▸ Data entries:

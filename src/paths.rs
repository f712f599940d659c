//! Conventional home directory layout
//!
//! Every step that writes into the user's home area goes through this fixed
//! set of locations. The home root itself can be overridden with the
//! `RIGUP_HOME` environment variable (used by the integration tests to run
//! the whole pipeline inside a sandbox).

use std::path::PathBuf;

use crate::error::{Result, RigupError};

/// Subdirectory for user-local executables (added to PATH)
pub const BIN_DIR: &str = "bin";

/// Subdirectory for application configuration
pub const CONFIG_DIR: &str = ".config";

/// Subdirectory for generated documentation and provisioning notes
pub const DOCS_DIR: &str = "docs";

/// Dedicated root for project checkouts
pub const WORKSPACE_DIR: &str = "workspace";

/// Shell startup file that receives idempotent environment appends
pub const PROFILE_FILE: &str = ".profile";

/// The fixed set of conventional locations under the user's home area.
///
/// Resolved once at startup and shared by every step.
#[derive(Debug, Clone)]
pub struct HomeLayout {
    /// Home root (real home, or the `RIGUP_HOME` override)
    pub home: PathBuf,
}

impl HomeLayout {
    /// Resolve the home root from the environment.
    pub fn resolve() -> Result<Self> {
        if let Ok(root) = std::env::var("RIGUP_HOME") {
            return Ok(Self {
                home: PathBuf::from(root),
            });
        }

        let home = dirs::home_dir().ok_or(RigupError::HomeNotFound)?;
        Ok(Self { home })
    }

    /// User-local executables directory
    pub fn bin(&self) -> PathBuf {
        self.home.join(BIN_DIR)
    }

    /// Application configuration directory
    pub fn config(&self) -> PathBuf {
        self.home.join(CONFIG_DIR)
    }

    /// Documentation directory
    pub fn docs(&self) -> PathBuf {
        self.home.join(DOCS_DIR)
    }

    /// Project workspace root
    pub fn workspace(&self) -> PathBuf {
        self.home.join(WORKSPACE_DIR)
    }

    /// Shell startup file receiving PATH extensions and init hooks
    pub fn profile(&self) -> PathBuf {
        self.home.join(PROFILE_FILE)
    }

    /// All conventional subdirectories, in creation order.
    pub fn subdirectories(&self) -> Vec<PathBuf> {
        vec![self.bin(), self.config(), self.docs(), self.workspace()]
    }
}
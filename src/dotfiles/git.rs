//! Version control of the dotfiles location
//!
//! The canonical directory is kept under git. A missing committer identity
//! is a fatal precondition for any commit-producing step; the push is
//! best-effort and only attempted when an `origin` remote is configured.

use std::path::Path;

use git2::{ErrorCode, IndexAddOption, Repository, Signature};

use crate::error::{Result, RigupError};

/// Open the repository at `root`, initializing one if absent.
pub fn ensure_repository(root: &Path) -> Result<Repository> {
    match Repository::open(root) {
        Ok(repo) => Ok(repo),
        Err(_) => Ok(Repository::init(root)?),
    }
}

/// The configured committer identity.
///
/// git2 resolves `user.name`/`user.email` through the usual config chain;
/// when either is unset the error is reported as the missing-identity
/// precondition rather than a generic git failure.
pub fn identity(repo: &Repository) -> Result<Signature<'_>> {
    repo.signature().map_err(|_| RigupError::GitIdentityMissing)
}

fn head_commit(repo: &Repository) -> Result<Option<git2::Commit<'_>>> {
    match repo.head() {
        Ok(head) => Ok(Some(head.peel_to_commit()?)),
        Err(e) if e.code() == ErrorCode::UnbornBranch || e.code() == ErrorCode::NotFound => {
            Ok(None)
        }
        Err(e) => Err(e.into()),
    }
}

/// Stage everything and commit when the tree changed since HEAD.
/// Returns whether a commit was created.
pub fn commit_all(repo: &Repository, sig: &Signature<'_>, message: &str) -> Result<bool> {
    let mut index = repo.index()?;
    index.add_all(["*"].iter(), IndexAddOption::DEFAULT, None)?;
    index.write()?;
    let tree_id = index.write_tree()?;

    let parent = head_commit(repo)?;
    if let Some(parent) = &parent {
        if parent.tree_id() == tree_id {
            return Ok(false);
        }
    }

    let tree = repo.find_tree(tree_id)?;
    let parents: Vec<&git2::Commit<'_>> = parent.iter().collect();
    repo.commit(Some("HEAD"), sig, sig, message, &tree, &parents)?;
    Ok(true)
}

/// Push the current branch to `origin` when such a remote exists.
/// Returns false when there is no remote to push to.
pub fn push_origin(repo: &Repository) -> Result<bool> {
    let mut remote = match repo.find_remote("origin") {
        Ok(remote) => remote,
        Err(e) if e.code() == ErrorCode::NotFound => return Ok(false),
        Err(e) => return Err(e.into()),
    };

    let head = repo.head()?;
    let branch = head.shorthand().unwrap_or("master").to_string();
    let refspec = format!("refs/heads/{branch}:refs/heads/{branch}");
    remote.push(&[&refspec], None)?;
    Ok(true)
}

#[cfg(test)]
mod tests {
    use super::*;
    use crate::cleanup::temp_dir_base;

    fn repo_with_identity() -> (tempfile::TempDir, Repository) {
        let temp = tempfile::TempDir::new_in(temp_dir_base()).unwrap();
        let repo = Repository::init(temp.path()).unwrap();
        let mut config = repo.config().unwrap();
        config.set_str("user.name", "Test User").unwrap();
        config.set_str("user.email", "test@example.com").unwrap();
        (temp, repo)
    }

    #[test]
    fn test_ensure_repository_initializes_and_reopens() {
        let temp = tempfile::TempDir::new_in(temp_dir_base()).unwrap();

        let _repo = ensure_repository(temp.path()).unwrap();
        assert!(temp.path().join(".git").exists());

        // Second call opens the same repository instead of failing
        let _repo = ensure_repository(temp.path()).unwrap();
    }

    #[test]
    fn test_commit_all_creates_initial_commit() {
        let (temp, repo) = repo_with_identity();
        std::fs::write(temp.path().join("bashrc"), "alias ll='ls -l'").unwrap();

        let sig = identity(&repo).unwrap();
        assert!(commit_all(&repo, &sig, "first snapshot").unwrap());
        assert!(repo.head().unwrap().peel_to_commit().is_ok());
    }

    #[test]
    fn test_commit_all_skips_unchanged_tree() {
        let (temp, repo) = repo_with_identity();
        std::fs::write(temp.path().join("bashrc"), "alias ll='ls -l'").unwrap();

        let sig = identity(&repo).unwrap();
        assert!(commit_all(&repo, &sig, "first snapshot").unwrap());
        assert!(!commit_all(&repo, &sig, "second snapshot").unwrap());
    }

    #[test]
    fn test_push_without_origin_is_not_an_error() {
        let (temp, repo) = repo_with_identity();
        std::fs::write(temp.path().join("bashrc"), "x").unwrap();
        let sig = identity(&repo).unwrap();
        commit_all(&repo, &sig, "snapshot").unwrap();

        assert!(!push_origin(&repo).unwrap());
    }
}
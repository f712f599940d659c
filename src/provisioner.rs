//! Shared state for one provisioning run
//!
//! Built once at startup and handed mutably to every step: the interaction
//! mode, the home layout, the package manager (whose mirror cursor persists
//! across steps within the run), the link manifest being accumulated, and
//! the memoized dotfiles location.

use crate::context::{ExecutionContext, InteractionMode};
use crate::dotfiles::manifest::LinkManifest;
use crate::dotfiles::{self, DotfilesLocation};
use crate::error::Result;
use crate::paths::HomeLayout;
use crate::pkg::PackageManager;

pub struct Provisioner {
    pub ctx: ExecutionContext,
    pub layout: HomeLayout,
    pub pkg: PackageManager,
    pub manifest: LinkManifest,
    dotfiles: Option<DotfilesLocation>,
}

impl Provisioner {
    /// Build the run state from the environment.
    pub fn bootstrap(mode: InteractionMode) -> Result<Self> {
        Ok(Self {
            ctx: ExecutionContext::new(mode),
            layout: HomeLayout::resolve()?,
            pkg: PackageManager::from_env(),
            manifest: LinkManifest::default(),
            dotfiles: None,
        })
    }

    /// The canonical dotfiles location, resolved on first use and cached
    /// for the remainder of the run.
    pub fn dotfiles(&mut self) -> Result<&DotfilesLocation> {
        if self.dotfiles.is_none() {
            let resolved = dotfiles::resolve(&self.ctx, &self.layout)?;
            self.dotfiles = Some(resolved);
        }
        match self.dotfiles.as_ref() {
            Some(location) => Ok(location),
            // Unreachable after the insert above; typed for completeness
            None => Err(crate::error::RigupError::HomeNotFound),
        }
    }

    /// Test constructor with a fixed home root, bypassing the environment.
    #[cfg(test)]
    pub fn for_home(home: &std::path::Path, mode: InteractionMode) -> Self {
        Self {
            ctx: ExecutionContext::new(mode),
            layout: HomeLayout {
                home: home.to_path_buf(),
            },
            pkg: PackageManager::from_env(),
            manifest: LinkManifest::default(),
            dotfiles: None,
        }
    }
}

#[cfg(test)]
mod tests {
    use super::*;
    use crate::cleanup::temp_dir_base;
    use crate::dotfiles::LocationMode;

    #[test]
    fn test_dotfiles_location_is_memoized() {
        let temp = tempfile::TempDir::new_in(temp_dir_base()).unwrap();
        let mut prov = Provisioner::for_home(temp.path(), InteractionMode::Unattended);

        let first = prov.dotfiles().unwrap().root.clone();

        // Even if a unified directory appears mid-run, the resolution
        // sticks for the rest of the run
        std::fs::create_dir_all(temp.path().join("sync/dotfiles")).unwrap();
        let second = prov.dotfiles().unwrap();

        assert_eq!(second.root, first);
        assert_eq!(second.mode, LocationMode::HostLocal);
    }
}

▸ Work item: Identify the lines of the entries containing the string "once". Copy each such line.

▸ Result for this task:
/// Resolved once at startup and shared by every step.
//! Built once at startup and handed mutably to every step: the interaction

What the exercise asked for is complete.